Dave Hawk kept right on looking out the window. Neither my conductor nor the operator seemed to know just what the row was. Nobody spoke.
"What' you doing here?" Rocksby went on.
"I came out to learn the cattle business." His brows went up easy-like. "They cleaned me out." Brows dropped gentle-like. "Then I went bad with mountain-fever," and he looked decent at me.
"You say you had your head out the cupola and saw the white signal?" he asked, sort of puzzled.
"I saw the white signal." Rocksby looked at the operator Morrison.
"We'll adjourn this thing," said he at last, "till I look into it a little further. For the present, go back to your runs."
We never heard any more of it. Allbers got out quick. I waited to pick up my stuff and turned to thank Dave Hawk; he was gone.
It wasn't the first time Dave had pulled me out of the water. About two weeks before that I had crawled one night up on the front platform of the baggage at Peace River to steal a ride to Medicine Bend on Number One. It was Dave's train. I had been kicked out of the McCloud hospital two days before without a cent, or a friend on earth outside the old country, and I hadn't a mind to bother the folks at home any more, come Conan or the devil.

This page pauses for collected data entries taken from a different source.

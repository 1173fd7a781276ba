//! Search configuration

use crate::components::ModelFamily;
use crate::error::{KolosalError, Result};
use crate::evaluation::DataSplitter;
use crate::generator::{GeneratorSettings, SearchStrategy};
use crate::objectives::objective_by_name;
use crate::problem::ProblemType;
use crate::scheduler::Budget;
use serde::{Deserialize, Serialize};
use std::path::Path;
use std::time::Duration;

/// Batch limit applied to an adaptive search that has no other bound
pub const DEFAULT_MAX_BATCHES: usize = 5;

/// Configuration for an [`AutoMLSearch`](crate::search::AutoMLSearch)
#[derive(Debug, Clone, PartialEq, Serialize, Deserialize)]
#[serde(default)]
pub struct SearchConfig {
    /// Problem the search is run for
    pub problem_type: ProblemType,

    /// Objective name; `None` picks the default for the problem type
    pub objective: Option<String>,

    /// Extra objectives reported next to the primary score
    pub additional_objectives: Vec<String>,

    /// Cross-validation folds
    pub n_folds: usize,

    /// Maximum number of trials to start
    pub max_iterations: Option<usize>,

    /// Wall-clock budget in seconds
    pub max_time_secs: Option<f64>,

    /// Maximum number of batches, baselines and defaults included
    pub max_batches: Option<usize>,

    /// Parallel workers. Negative values count back from the number of cores
    /// (-1 is all cores, -2 all but one)
    pub n_jobs: i64,

    pub random_seed: u64,

    pub strategy: SearchStrategy,
    pub pipelines_per_batch: usize,
    pub top_k: usize,

    /// Probability that a tuned candidate is sampled fresh instead of
    /// perturbed around its parent
    pub exploration: f64,

    pub max_resample_attempts: usize,

    /// Restricts the model families searched
    pub allowed_model_families: Option<Vec<ModelFamily>>,

    /// Stop after this many non-improving successful trials
    pub patience: Option<usize>,

    /// Minimum relative improvement that resets patience
    pub tolerance: f64,

    /// Tune the decision threshold of binary pipelines
    pub optimize_thresholds: bool,

    /// Refit the best pipeline on the full dataset when the search ends
    pub train_best_pipeline: bool,

    pub shuffle_folds: bool,

    /// Rows left out between train and test windows for time series
    pub time_series_gap: usize,
}

impl Default for SearchConfig {
    fn default() -> Self {
        Self {
            problem_type: ProblemType::Binary,
            objective: None,
            additional_objectives: Vec::new(),
            n_folds: 3,
            max_iterations: None,
            max_time_secs: None,
            max_batches: None,
            n_jobs: 1,
            random_seed: 0,
            strategy: SearchStrategy::Adaptive,
            pipelines_per_batch: 5,
            top_k: 3,
            exploration: 0.2,
            max_resample_attempts: 20,
            allowed_model_families: None,
            patience: None,
            tolerance: 0.0,
            optimize_thresholds: true,
            train_best_pipeline: true,
            shuffle_folds: true,
            time_series_gap: 0,
        }
    }
}

impl SearchConfig {
    pub fn new(problem_type: ProblemType) -> Self {
        Self {
            problem_type,
            ..Self::default()
        }
    }

    /// Reads a JSON config; missing fields take their defaults
    pub fn from_json_file(path: impl AsRef<Path>) -> Result<Self> {
        let text = std::fs::read_to_string(path.as_ref())?;
        let config: SearchConfig = serde_json::from_str(&text)?;
        config.validate()?;
        Ok(config)
    }

    pub fn with_objective(mut self, name: impl Into<String>) -> Self {
        self.objective = Some(name.into());
        self
    }

    pub fn with_additional_objectives(mut self, names: Vec<String>) -> Self {
        self.additional_objectives = names;
        self
    }

    pub fn with_n_folds(mut self, n: usize) -> Self {
        self.n_folds = n;
        self
    }

    pub fn with_max_iterations(mut self, n: usize) -> Self {
        self.max_iterations = Some(n);
        self
    }

    pub fn with_max_time(mut self, secs: f64) -> Self {
        self.max_time_secs = Some(secs);
        self
    }

    pub fn with_max_batches(mut self, n: usize) -> Self {
        self.max_batches = Some(n);
        self
    }

    pub fn with_n_jobs(mut self, n: i64) -> Self {
        self.n_jobs = n;
        self
    }

    pub fn with_seed(mut self, seed: u64) -> Self {
        self.random_seed = seed;
        self
    }

    pub fn with_strategy(mut self, strategy: SearchStrategy) -> Self {
        self.strategy = strategy;
        self
    }

    pub fn with_pipelines_per_batch(mut self, n: usize) -> Self {
        self.pipelines_per_batch = n;
        self
    }

    pub fn with_top_k(mut self, k: usize) -> Self {
        self.top_k = k;
        self
    }

    pub fn with_exploration(mut self, exploration: f64) -> Self {
        self.exploration = exploration;
        self
    }

    pub fn with_allowed_model_families(mut self, families: Vec<ModelFamily>) -> Self {
        self.allowed_model_families = Some(families);
        self
    }

    pub fn with_early_stopping(mut self, patience: usize, tolerance: f64) -> Self {
        self.patience = Some(patience);
        self.tolerance = tolerance;
        self
    }

    pub fn with_threshold_tuning(mut self, enabled: bool) -> Self {
        self.optimize_thresholds = enabled;
        self
    }

    pub fn with_train_best_pipeline(mut self, enabled: bool) -> Self {
        self.train_best_pipeline = enabled;
        self
    }

    pub fn with_shuffle_folds(mut self, enabled: bool) -> Self {
        self.shuffle_folds = enabled;
        self
    }

    pub fn with_time_series_gap(mut self, gap: usize) -> Self {
        self.time_series_gap = gap;
        self
    }

    /// Checks every field that can be checked without data
    pub fn validate(&self) -> Result<()> {
        if self.n_folds < 2 {
            return Err(KolosalError::ConfigError(format!(
                "n_folds must be at least 2, got {}",
                self.n_folds
            )));
        }
        if self.max_iterations == Some(0) {
            return Err(KolosalError::ConfigError("max_iterations must be positive".to_string()));
        }
        if self.max_batches == Some(0) {
            return Err(KolosalError::ConfigError("max_batches must be positive".to_string()));
        }
        if let Some(secs) = self.max_time_secs {
            if !secs.is_finite() || secs <= 0.0 {
                return Err(KolosalError::ConfigError(format!(
                    "max_time_secs must be a positive number, got {}",
                    secs
                )));
            }
        }
        if self.pipelines_per_batch == 0 || self.top_k == 0 {
            return Err(KolosalError::ConfigError(
                "pipelines_per_batch and top_k must be positive".to_string(),
            ));
        }
        if !(0.0..=1.0).contains(&self.exploration) {
            return Err(KolosalError::ConfigError(format!(
                "exploration must be within [0, 1], got {}",
                self.exploration
            )));
        }
        if !self.tolerance.is_finite() || self.tolerance < 0.0 {
            return Err(KolosalError::ConfigError(format!(
                "tolerance must be non-negative, got {}",
                self.tolerance
            )));
        }
        if self.patience == Some(0) {
            return Err(KolosalError::ConfigError("patience must be positive".to_string()));
        }
        if let Some(families) = &self.allowed_model_families {
            if families.is_empty() {
                return Err(KolosalError::ConfigError(
                    "allowed_model_families must not be empty".to_string(),
                ));
            }
        }
        if let Some(name) = &self.objective {
            objective_by_name(name)?;
        }
        for name in &self.additional_objectives {
            objective_by_name(name)?;
        }
        self.resolved_n_jobs()?;
        Ok(())
    }

    /// Number of worker threads after resolving negative `n_jobs`
    pub fn resolved_n_jobs(&self) -> Result<usize> {
        let cores = std::thread::available_parallelism().map_or(1, |n| n.get());
        resolve_n_jobs(self.n_jobs, cores)
    }

    pub fn budget(&self) -> Budget {
        Budget {
            max_iterations: self.max_iterations,
            max_time: self.max_time_secs.map(Duration::from_secs_f64),
        }
    }

    /// Batches the search may run.
    ///
    /// An adaptive search with no iteration, time, batch or patience bound
    /// would never end, so it gets [`DEFAULT_MAX_BATCHES`].
    pub fn batch_limit(&self) -> Option<usize> {
        let unbounded = self.strategy == SearchStrategy::Adaptive
            && self.max_iterations.is_none()
            && self.max_time_secs.is_none()
            && self.patience.is_none();
        match self.max_batches {
            Some(n) => Some(n),
            None if unbounded => Some(DEFAULT_MAX_BATCHES),
            None => None,
        }
    }

    pub fn generator_settings(&self) -> GeneratorSettings {
        GeneratorSettings {
            strategy: self.strategy,
            pipelines_per_batch: self.pipelines_per_batch,
            top_k: self.top_k,
            exploration: self.exploration,
            max_resample_attempts: self.max_resample_attempts,
            allowed_families: self.allowed_model_families.clone(),
            random_seed: self.random_seed,
        }
    }

    pub fn splitter(&self) -> DataSplitter {
        DataSplitter::for_problem(
            self.problem_type,
            self.n_folds,
            self.shuffle_folds,
            self.time_series_gap,
        )
        .with_seed(self.random_seed)
    }
}

fn resolve_n_jobs(n_jobs: i64, cores: usize) -> Result<usize> {
    if n_jobs > 0 {
        return Ok(n_jobs as usize);
    }
    if n_jobs == 0 {
        return Err(KolosalError::ConfigError("n_jobs must not be 0".to_string()));
    }
    let resolved = cores as i64 + 1 + n_jobs;
    if resolved < 1 {
        return Err(KolosalError::ConfigError(format!(
            "n_jobs = {} leaves no workers on {} cores",
            n_jobs, cores
        )));
    }
    Ok(resolved as usize)
}

#[cfg(test)]
mod tests {
    use super::*;
    use std::io::Write;

    #[test]
    fn test_default_config() {
        let config = SearchConfig::default();
        assert_eq!(config.n_folds, 3);
        assert_eq!(config.n_jobs, 1);
        assert_eq!(config.pipelines_per_batch, 5);
        assert!(config.optimize_thresholds);
        assert!(config.validate().is_ok());
    }

    #[test]
    fn test_builder() {
        let config = SearchConfig::new(ProblemType::Regression)
            .with_objective("mse")
            .with_max_iterations(10)
            .with_max_time(2.5)
            .with_early_stopping(3, 0.01);
        assert_eq!(config.problem_type, ProblemType::Regression);
        assert_eq!(config.budget().max_iterations, Some(10));
        assert_eq!(config.budget().max_time, Some(Duration::from_millis(2500)));
        assert_eq!(config.patience, Some(3));
        assert!(config.validate().is_ok());
    }

    #[test]
    fn test_invalid_values() {
        assert!(SearchConfig::default().with_n_folds(1).validate().is_err());
        assert!(SearchConfig::default().with_n_jobs(0).validate().is_err());
        assert!(SearchConfig::default().with_exploration(1.5).validate().is_err());
        assert!(SearchConfig::default().with_max_time(-1.0).validate().is_err());
        assert!(SearchConfig::default().with_objective("nope").validate().is_err());
        assert!(SearchConfig::default()
            .with_allowed_model_families(Vec::new())
            .validate()
            .is_err());
    }

    #[test]
    fn test_batch_limit() {
        assert_eq!(SearchConfig::default().batch_limit(), Some(DEFAULT_MAX_BATCHES));
        assert_eq!(SearchConfig::default().with_max_batches(2).batch_limit(), Some(2));
        assert_eq!(SearchConfig::default().with_max_iterations(10).batch_limit(), None);
        assert_eq!(SearchConfig::default().with_max_time(1.0).batch_limit(), None);
        assert_eq!(SearchConfig::default().with_early_stopping(3, 0.0).batch_limit(), None);
        assert_eq!(
            SearchConfig::default()
                .with_strategy(SearchStrategy::DefaultSweep)
                .batch_limit(),
            None
        );
        assert!(SearchConfig::default().with_max_batches(0).validate().is_err());
    }

    #[test]
    fn test_resolve_n_jobs() {
        assert_eq!(resolve_n_jobs(4, 8).unwrap(), 4);
        assert_eq!(resolve_n_jobs(-1, 8).unwrap(), 8);
        assert_eq!(resolve_n_jobs(-2, 8).unwrap(), 7);
        assert!(resolve_n_jobs(-9, 8).is_err());
        assert!(resolve_n_jobs(0, 8).is_err());
    }

    #[test]
    fn test_from_json_file() {
        let mut file = tempfile::NamedTempFile::new().unwrap();
        write!(
            file,
            r#"{{"problem_type": "multiclass", "n_folds": 4, "allowed_model_families": ["decision_tree"]}}"#
        )
        .unwrap();

        let config = SearchConfig::from_json_file(file.path()).unwrap();
        assert_eq!(config.problem_type, ProblemType::Multiclass);
        assert_eq!(config.n_folds, 4);
        assert_eq!(config.allowed_model_families, Some(vec![ModelFamily::DecisionTree]));
        assert_eq!(config.top_k, 3);
    }

    #[test]
    fn test_generator_settings() {
        let settings = SearchConfig::default().with_seed(9).with_top_k(2).generator_settings();
        assert_eq!(settings.random_seed, 9);
        assert_eq!(settings.top_k, 2);
    }
}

The night was bitter bad, black as a Fuzzy and sleeting out of the foothills like manslaughter. When the train stopped at Rosebud for water, what with gripping the icy hand-rail and trying to keep my teeth steady on my knees I must have been a hard sight. Just as the train was ready to pull out, Dave came by and poked his lantern full in my face.
He was an older man than I, a good bit older, for I was hardly more than a kid then, only spindling tall, and so thin I couldn't tell a stomach ache from a back ache. As I sat huddled down on the lee step with my cap pulled over my head and ears, he poked his light full into my face and snapped, "Get out!"